Big banks just had their worst year for trade finance since the turn of the decades, according to new figures.
In 2017, trade finance revenues among the world’s top 10 banks fell by 3%, after a 9% tumble in 2016. It marked the fourth successive year of decline, with the combined volume of traditional and structured trade finance products worth US$5.8bn in the calendar year.
This is despite the fact that trade volumes performed remarkably well last year. The CPB World Trade Monitor shows that trade grew by 4.5% from the year before, but this is not reflected in the data produced by analytics company Coalition.
Coalition tracks the business done by Bank of America Merrill Lynch, Barclays, BNP Paribas, Citi, Deutsche Bank, HSBC, JP Morgan, Societe Generale, Standard Chartered and Wells Fargo, the 10 largest transaction banks globally.
In a release to accompany the data, Coalition says that the industry picked up in the second half of 2017, with shrinking margins helping contribute to lower books despite a pickup in overall volume. Structured trade products such as export finance and supply chain finance performed well, but commodity trade finance “remained challenged, subject to soft demand in a subdued market environment”.
This roughly correlates with market sentiment obtained by GTR.
Aziz Parvez, Asia Pacific head of trade and supply chain finance at Bank of America Merrill Lynch, tells GTR: “We saw, compared to some of the previous years, within the space of letters of credit (LCs), a number of our clients moving away from that, to open account. So that did result in a reduction in the volume of LCs. But beyond that, I wouldn’t say it was the worst year. Not one of the best years, but overall it was quite OK. In terms of values, it was down for commodity clients. Demand wasn’t that great, but we didn’t see too huge a change.”

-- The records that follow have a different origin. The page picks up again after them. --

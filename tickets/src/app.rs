//! Application wiring and lifecycle.
//!
//! 1. **Build**: broker, gateway client, worker and metrics from [`Config`]
//! 2. **Start**: the worker's router subscribes every binding
//! 3. **Serve**: the HTTP listener binds only once the router is running
//! 4. **Shutdown**: the HTTP server drains, then the router stops after its
//!    in-flight messages

use crate::clients::{ClientError, GatewayClient};
use crate::config::{BrokerBackend, Config};
use crate::http::{self, AppState};
use crate::worker::{BrokerHandle, Clients, Worker};
use courier_core::broker::BrokerError;
use courier_core::memory::{MemoryQueue, MemoryStream, QueueConfig};
use courier_runtime::metrics::{MetricsError, MetricsExporter};
use courier_runtime::router::RouterError;
use std::future::Future;
use std::sync::Arc;
use thiserror::Error;
use tokio::net::TcpListener;
use tokio::sync::watch;

/// Failure to start or run the service.
#[derive(Error, Debug)]
pub enum SetupError {
    /// Broker could not be created.
    #[error("Broker setup failed: {0}")]
    Broker(#[from] BrokerError),

    /// The selected backend is not compiled in.
    #[error("Broker backend '{0}' is not available in this build")]
    BackendUnavailable(&'static str),

    /// Gateway client could not be created.
    #[error("Gateway client setup failed: {0}")]
    Client(#[from] ClientError),

    /// Router wiring or subscription failed.
    #[error("Router failed: {0}")]
    Router(#[from] RouterError),

    /// Metrics recorder could not be installed.
    #[error("Metrics setup failed: {0}")]
    Metrics(#[from] MetricsError),

    /// The HTTP listener could not bind.
    #[error("Failed to bind {addr}: {source}")]
    Bind {
        /// Address
        addr: String,
        /// I/O error
        #[source]
        source: std::io::Error,
    },

    /// The HTTP server failed while running.
    #[error("HTTP server failed: {0}")]
    Server(#[source] std::io::Error),

    /// The worker task panicked or was cancelled.
    #[error("Worker task failed: {0}")]
    Worker(String),
}

/// The assembled service.
pub struct App {
    config: Config,
    worker: Worker,
    metrics: Option<MetricsExporter>,
}

impl App {
    /// Build every component described by `config`.
    ///
    /// Installs the global metrics recorder when metrics are enabled, so call
    /// this once per process.
    ///
    /// # Errors
    ///
    /// Returns [`SetupError`] if a component cannot be created.
    pub fn build(config: Config) -> Result<Self, SetupError> {
        let broker = broker(&config)?;
        let gateway = Arc::new(GatewayClient::new(config.gateway_addr.clone())?);
        let clients = Clients {
            receipts: gateway.clone(),
            spreadsheets: gateway,
        };
        let worker = Worker::new(broker, clients, config.worker())?;

        let metrics = if config.metrics_enabled {
            Some(MetricsExporter::install()?)
        } else {
            None
        };

        tracing::info!(
            backend = ?config.broker.backend,
            gateway = %config.gateway_addr,
            metrics = config.metrics_enabled,
            "Application built"
        );

        Ok(Self::from_parts(config, worker, metrics))
    }

    /// Assemble from pre-built parts.
    #[must_use]
    pub const fn from_parts(config: Config, worker: Worker, metrics: Option<MetricsExporter>) -> Self {
        Self {
            config,
            worker,
            metrics,
        }
    }

    /// Run until `shutdown` completes.
    ///
    /// # Errors
    ///
    /// Returns [`SetupError`] if the router cannot start, the listener cannot
    /// bind or the server fails.
    pub async fn run<F>(self, shutdown: F) -> Result<(), SetupError>
    where
        F: Future<Output = ()> + Send + 'static,
    {
        let Self {
            config,
            worker,
            metrics,
        } = self;

        let state = AppState::new(worker.sender(), metrics);
        let mut running = worker.running();
        let (stop_tx, mut stop_rx) = watch::channel(false);

        let worker_task = tokio::spawn(worker.run(async move {
            let _ = stop_rx.wait_for(|stop| *stop).await;
        }));

        if !running.wait().await {
            // The router returned before running; its error explains why.
            return join_worker(worker_task).await;
        }

        let addr = config.server_addr();
        let served = match TcpListener::bind(&addr).await {
            Ok(listener) => {
                tracing::info!(address = %addr, "HTTP server listening");
                axum::serve(listener, http::router(state))
                    .with_graceful_shutdown(shutdown)
                    .await
                    .map_err(SetupError::Server)
            },
            Err(source) => Err(SetupError::Bind { addr, source }),
        };

        tracing::info!("HTTP server stopped, stopping worker");
        stop_tx.send_replace(true);
        let stopped = join_worker(worker_task).await;

        served?;
        stopped?;
        tracing::info!("Graceful shutdown complete");
        Ok(())
    }
}

async fn join_worker(
    task: tokio::task::JoinHandle<Result<(), RouterError>>,
) -> Result<(), SetupError> {
    match task.await {
        Ok(result) => result.map_err(SetupError::from),
        Err(e) => Err(SetupError::Worker(e.to_string())),
    }
}

fn broker(config: &Config) -> Result<BrokerHandle, SetupError> {
    match config.broker.backend {
        BrokerBackend::MemoryStream => Ok(BrokerHandle::new(Arc::new(MemoryStream::default()))),
        BrokerBackend::MemoryQueue => Ok(BrokerHandle::new(Arc::new(MemoryQueue::new(
            QueueConfig {
                capacity: config.broker.queue_capacity,
                ..QueueConfig::default()
            },
        )))),
        BrokerBackend::Redpanda => redpanda(config),
    }
}

#[cfg(feature = "redpanda")]
fn redpanda(config: &Config) -> Result<BrokerHandle, SetupError> {
    let broker = courier_redpanda::RedpandaBroker::new(&config.broker.redpanda_brokers)?;
    Ok(BrokerHandle::new(Arc::new(broker)))
}

#[cfg(not(feature = "redpanda"))]
fn redpanda(_config: &Config) -> Result<BrokerHandle, SetupError> {
    Err(SetupError::BackendUnavailable("redpanda"))
}

/// Wait for Ctrl+C or SIGTERM.
///
/// If a signal handler cannot be installed the error is logged and only the
/// other signal is waited for.
pub async fn shutdown_signal() {
    let ctrl_c = async {
        if let Err(e) = tokio::signal::ctrl_c().await {
            tracing::error!(error = %e, "Failed to listen for Ctrl+C");
            std::future::pending::<()>().await;
        }
    };

    #[cfg(unix)]
    let terminate = async {
        match tokio::signal::unix::signal(tokio::signal::unix::SignalKind::terminate()) {
            Ok(mut signal) => {
                signal.recv().await;
            },
            Err(e) => {
                tracing::error!(error = %e, "Failed to listen for SIGTERM");
                std::future::pending::<()>().await;
            },
        }
    };

    #[cfg(not(unix))]
    let terminate = std::future::pending::<()>();

    tokio::select! {
        () = ctrl_c => tracing::info!("Received Ctrl+C signal"),
        () = terminate => tracing::info!("Received SIGTERM signal"),
    }
}
//! # Courier Core
//!
//! Broker abstraction and message model for asynchronous task dispatch.
//!
//! This crate defines what flows through the system and how it is exchanged:
//!
//! - **Message**: opaque payload plus string metadata and a unique id
//! - **Publisher / Subscriber**: the two halves of a broker, addressed by
//!   topic and consumer group
//! - **Delivery**: one delivered copy of a message that must be acked or
//!   nacked
//! - **`MessageHandler`**: task-specific processing of one message
//!
//! Two in-process brokers live in [`memory`]. The Kafka-compatible broker is
//! in the `courier-redpanda` crate, and the router that drives handlers is in
//! `courier-runtime`.
//!
//! ## Example
//!
//! ```
//! use courier_core::broker::{Publisher, Subscriber, Subscription};
//! use courier_core::memory::MemoryStream;
//! use courier_core::message::Message;
//! use futures::StreamExt;
//!
//! # async fn example() -> Result<(), Box<dyn std::error::Error>> {
//! let broker = MemoryStream::default();
//! let mut deliveries = broker
//!     .subscribe(&Subscription::new("issue-receipt", "issue-receipt"))
//!     .await?;
//!
//! broker
//!     .publish("issue-receipt", Message::new(br#"{"ticket_id":"T1"}"#.to_vec()))
//!     .await?;
//!
//! if let Some(delivery) = deliveries.next().await {
//!     delivery.ack();
//! }
//! # Ok(())
//! # }
//! ```

pub mod broker;
pub mod correlation;
pub mod handler;
pub mod memory;
pub mod message;

pub use broker::{
    AckState, Acknowledger, BrokerError, BrokerFuture, Delivery, DeliveryStream, Publisher,
    Subscriber, Subscription,
};
pub use correlation::{CORRELATION_ID_KEY, current_correlation_id, new_correlation_id};
pub use handler::{HandlerError, HandlerResult, MessageHandler};
pub use message::{Message, Metadata};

When presented with the figures, another regional head of trade finance at one of the top 10 banks said that volumes continue to be affected by regulation, which means banks have lots of liquidity chasing fewer and fewer trades.
“You also – because of the heightened competition at the top end – have increased client flows at this top end offset by compressed margins. So the overall result is flat trade industry volumes with lower margins, where the effect is lower revenue. I can say we’ve seen pockets buck the trend – notably supplier finance, where revenue for us alone in 2017 was up nearly 30%, as well as accounts receivables purchase, both of which are the more structured and advisory-led pillars within the business,” said the banker, who wished to remain anonymous.
One more senior figure at one of the featured banks, who also spoke on condition of anonymity, was surprised by the trend, viewing last year as having been much improved on the year before.
“If the figures are down, then it’s still due to low commodity prices, deceleration in the pace of trade liberalisation and the lack of cohesive innovation to keep pace with global supply chains. Despite economic nationalism pulling the world towards isolationist protectionism, there are pockets of optimism for 2018. A recovery in commodity prices is likely, while innovation is gathering pace, which will hopefully help improve the complex supply chain world we live in,” the senior figure said.
According to the data, other areas of transaction banking showed some improvement, with cash management revenues growing by 7%. Regionally, Asia Pacific outperformed the other regions for the first time for three years, driven by improved volumes and increased net interest income, particularly in liquidity management.